Una oración desde el lecho de enfermo que descansa en una promesa: nuestro Padre sostiene a quien se ocupa del desvalido. Las visitas recogen chismes y salen a difundirlos; los enemigos calculan cuánto tardará en morir. El golpe más duro es el del amigo de confianza que comía de su pan.
41 1Bienaventurado el que piensa en el desvalido; nuestro Padre lo librará en el día del mal. 2Nuestro Padre lo protegerá y lo mantendrá con vida; será llamado bienaventurado en la tierra. No lo entregarás a la voluntad de sus enemigos. 3Nuestro Padre lo sostendrá en el lecho del dolor; en su enfermedad le restaurarás la salud por completo.
4En cuanto a mí, dije: «Padre mío, ten piedad de mí; sáname, porque he pecado contra ti.» 5Mis enemigos hablan mal de mí: «¿Cuándo morirá, y perecerá su nombre?» 6Cuando alguien viene a verme, habla palabras vacías, mientras en su corazón acumula calumnias; luego sale y divulga la calumnia.
7Todos los que me odian murmuran juntos contra mí; traman mi mal. 8«Algo mortal se ha derramado sobre él; no volverá a levantarse de donde yace.» 9Aun mi amigo íntimo, en quien confiaba, el que comía mi pan, se ha vuelto contra mí. a a v9 Jesús citó este versículo la noche en que fue entregado, señalando a Judas como el amigo que compartió su pan y luego se volvió contra él (Juan 13:18).
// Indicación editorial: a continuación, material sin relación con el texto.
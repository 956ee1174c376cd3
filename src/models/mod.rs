//! Data models.

pub mod text_surface;

pub use text_surface::TextSurface;
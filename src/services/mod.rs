//! Service layer: external capability adapters.

pub mod document;

pub use document::{DocumentStore, MemoryDocumentStore, StoreWriteError, Subscription};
10Pero tú, Padre mío, ten piedad de mí y levántame, para que les dé su merecido. 11En esto sé que te complaces en mí: en que mi enemigo no cante victoria sobre mí. 12En cuanto a mí, me sostienes en mi integridad, y me haces estar en tu presencia para siempre.
13Bendito sea nuestro Padre, desde la eternidad y hasta la eternidad. Amén y amén.